What a Former College Coach, Travel Ball, Instructor and Mom Thinks

 

 

From Coach Tory: I have known Sharon Perkins for years. She has been very successful at all levels of the game. Her daughter, Katie (2019), is committed to play softball at North Carolina. 

 

For those of you that are freaking out that the early recruiting is getting scaled back, please understand it’s a good thing.  I coached college ball for almost 20 years, travel ball for the past five years, and my own daughter has gone through the recruiting process.

 

Until the early 2000s, “back in the day,” college coaches recruited you as a high school senior. Coaches went to a tournament because once teams got knocked out, they were able to actually meet the players for the first time face to face, since it was after July 1 prior to their senior year in high school.

 

From here, it progressed to taking five official visits to five different colleges that are basically FREE to the player. The college pays for the travel, food, and lodging of the player. So, no having to take an unofficial visit every weekend on your own dime. Also, the college coach travels to the player’s house and spends time getting to know the family in their environment. 

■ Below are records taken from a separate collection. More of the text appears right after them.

use tracing::{debug, info, warn};

use crate::broker::MessageExt;
use crate::client::consumer::BatchListener;
use crate::consume::outcome::ConsumeOutcome;
use crate::utils::error::HandlerError;

/// Business action applied to one message.
///
/// Handlers run on a broker-managed worker and may block, but must return:
/// a handler that never returns is indistinguishable from a crashed consumer
/// and its batch is redelivered without bound. Messages can arrive more than
/// once, so handlers should be idempotent.
pub trait MessageHandler: Send + Sync {
    fn handle(&self, message: &MessageExt) -> Result<(), HandlerError>;
}

impl<F> MessageHandler for F
where
    F: Fn(&MessageExt) -> Result<(), HandlerError> + Send + Sync,
{
    fn handle(&self, message: &MessageExt) -> Result<(), HandlerError> {
        self(message)
    }
}

/// Handles `batch` in order, stopping at the first failure.
pub fn process_batch<H>(batch: &[MessageExt], handler: &H) -> ConsumeOutcome
where
    H: MessageHandler + ?Sized,
{
    let failure = batch.iter().enumerate().find_map(|(index, message)| {
        if message.reconsume_count > 0 {
            debug!(
                msg_id = %message.msg_id,
                reconsume_count = message.reconsume_count,
                "handling redelivered message"
            );
        }
        handler.handle(message).err().map(|err| (index, message, err))
    });

    let outcome = match failure {
        None => ConsumeOutcome::success(batch.len()),
        Some((index, message, err)) => {
            warn!(
                msg_id = %message.msg_id,
                partition = %message.partition,
                offset = message.queue_offset,
                reconsume_count = message.reconsume_count,
                error = %err,
                "message handling failed, stopping batch"
            );
            ConsumeOutcome::reconsume_later(index)
        }
    };

    info!(
        handled = outcome.handled(),
        batch_size = batch.len(),
        status = ?outcome.status,
        ack_boundary = outcome.ack_boundary,
        "batch processed"
    );
    outcome
}

/// Batch listener that runs every batch through a [`MessageHandler`].
pub struct BatchConsumer<H> {
    handler: H,
}

impl<H: MessageHandler> BatchConsumer<H> {
    pub fn new(handler: H) -> Self {
        Self { handler }
    }

    pub fn process(&self, batch: &[MessageExt]) -> ConsumeOutcome {
        process_batch(batch, &self.handler)
    }
}

impl<H: MessageHandler + 'static> BatchListener for BatchConsumer<H> {
    fn consume(&self, batch: &[MessageExt]) -> ConsumeOutcome {
        self.process(batch)
    }
}
//! The in-process broker.
//!
//! This is the collaborator the ordered dispatcher and the batch consumer talk
//! to: it owns topics split into partitions, consumer groups with their
//! committed offsets, the reconsume schedule for explicitly failed messages and
//! the dead-letter queues. Clients reach it through [`crate::client`].

pub mod allocate;
pub mod engine;
pub mod filter;
pub mod message;
pub mod topic;

pub use engine::{BatchAck, BatchReceipt, Broker, PulledBatch, dead_letter_topic};
pub use message::{Message, MessageExt, SendResult};
pub use topic::PartitionId;
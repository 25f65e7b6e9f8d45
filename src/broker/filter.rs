//! Subscription filtering by tag.
//!
//! A subscription is written `topic~tagFilter`. The filter is either `*`
//! (every message, tagged or not) or a `||` separated list of tags.

use std::collections::BTreeSet;
use std::fmt;

use crate::utils::error::SettingsError;

#[derive(Debug, Clone, PartialEq, Eq)]
pub enum TagFilter {
    All,
    Tags(BTreeSet<String>),
}

impl TagFilter {
    pub fn parse(expression: &str) -> Self {
        let tags: BTreeSet<String> = expression
            .split("||")
            .map(str::trim)
            .filter(|tag| !tag.is_empty())
            .map(str::to_string)
            .collect();

        if tags.is_empty() || tags.contains("*") {
            TagFilter::All
        } else {
            TagFilter::Tags(tags)
        }
    }

    pub fn matches(&self, tag: Option<&str>) -> bool {
        match self {
            TagFilter::All => true,
            TagFilter::Tags(tags) => tag.is_some_and(|t| tags.contains(t)),
        }
    }
}

impl fmt::Display for TagFilter {
    fn fmt(&self, f: &mut fmt::Formatter<'_>) -> fmt::Result {
        match self {
            TagFilter::All => write!(f, "*"),
            TagFilter::Tags(tags) => {
                let joined: Vec<&str> = tags.iter().map(String::as_str).collect();
                write!(f, "{}", joined.join(" || "))
            }
        }
    }
}

#[derive(Debug, Clone, PartialEq, Eq)]
pub struct Subscription {
    pub topic: String,
    pub filter: TagFilter,
}

impl Subscription {
    pub fn new(topic: impl Into<String>, filter: TagFilter) -> Self {
        Self {
            topic: topic.into(),
            filter,
        }
    }

    /// Parses a `topic~tagFilter` pair. Both halves are required.
    pub fn parse(entry: &str) -> Result<Self, SettingsError> {
        let invalid = || SettingsError::InvalidSubscription(entry.to_string());

        let (topic, filter) = entry.split_once('~').ok_or_else(invalid)?;
        let topic = topic.trim();
        if topic.is_empty() || filter.trim().is_empty() {
            return Err(invalid());
        }
        Ok(Self::new(topic, TagFilter::parse(filter)))
    }

    /// Subscription to every message of `topic`.
    pub fn all(topic: impl Into<String>) -> Self {
        Self::new(topic, TagFilter::All)
    }
}
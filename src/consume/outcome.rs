use crate::broker::BatchAck;

/// Verdict reported for one batch invocation.
#[derive(Debug, Clone, Copy, PartialEq, Eq)]
pub enum ConsumeStatus {
    ConsumeSuccess,
    ReconsumeLater,
}

/// Status plus ack boundary of one batch invocation.
///
/// On success the boundary is the batch length. When the message at index
/// `i` fails the boundary is `i + 1`: every message before `i` is done, while
/// the failed message and everything after it go back to the broker.
#[derive(Debug, Clone, Copy, PartialEq, Eq)]
pub struct ConsumeOutcome {
    pub status: ConsumeStatus,
    pub ack_boundary: usize,
}

impl ConsumeOutcome {
    pub fn success(batch_len: usize) -> Self {
        Self {
            status: ConsumeStatus::ConsumeSuccess,
            ack_boundary: batch_len,
        }
    }

    pub fn reconsume_later(failed_index: usize) -> Self {
        Self {
            status: ConsumeStatus::ReconsumeLater,
            ack_boundary: failed_index + 1,
        }
    }

    pub fn is_success(&self) -> bool {
        self.status == ConsumeStatus::ConsumeSuccess
    }

    /// Number of messages handled successfully.
    pub fn handled(&self) -> usize {
        match self.status {
            ConsumeStatus::ConsumeSuccess => self.ack_boundary,
            ConsumeStatus::ReconsumeLater => self.ack_boundary.saturating_sub(1),
        }
    }

    /// Index of the first message the broker must deliver again.
    pub fn redeliver_from(&self) -> Option<usize> {
        match self.status {
            ConsumeStatus::ConsumeSuccess => None,
            ConsumeStatus::ReconsumeLater => Some(self.ack_boundary.saturating_sub(1)),
        }
    }

    /// Translates the outcome into the broker's settle instruction.
    pub fn to_ack(&self) -> BatchAck {
        match self.redeliver_from() {
            None => BatchAck::Consumed,
            Some(index) => BatchAck::RedeliverFrom(index),
        }
    }
}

Today, teams are traveling around the country as a 10u team! I’m all for playing good competition, but what is getting lost in all this is practicing to improve your game. Spending hundreds to thousands of dollars so your kid plays every weekend all over the country doesn’t make sense to me when she plays so much that she goes from tons of travel games right into high school ball and can’t even pitch because she’s wore out. How do parents even afford having to attend a college camp every weekend and take unofficial visits that sometimes aren’t even realistic options? 

Choosing a college is a stressful decision even as a senior, but at least they have had time to mature mentally and grow into their bodies and decide how serious they want to take softball at the next level.

 

There’s a big difference between wanting academics as your priority or softball as your priority in college. Yes, you obviously have to take your 12 hours and stay on track to graduate. But all programs are not created equal. All coaches do not have the same priority as you might.  There are huge differences in what these players are “allowed” to study. Unfortunately, the college coach is in the driver’s seat and once the player gets to college, they either pan out for that coach or they don’t. The coach just moves on to the next player, while the player needs to find a new home as they realize it’s not a good fit in any aspect (distance from home, high caliber softball, tough academics). 

I would hope that you can all remember back to your mindset growing up. I know that I was always focused growing up, but the things I thought were important or that I wanted as a sixth grader were different than as a ninth grader, or as a high school senior.

 

In sixth grade I was playing in the woods and building ramps for my skateboard and loved Michael J Fox.   

 

No player commits unless they have an offer, so this falls back on the college coaches. If they are not allowed to offer, kids will stop committing.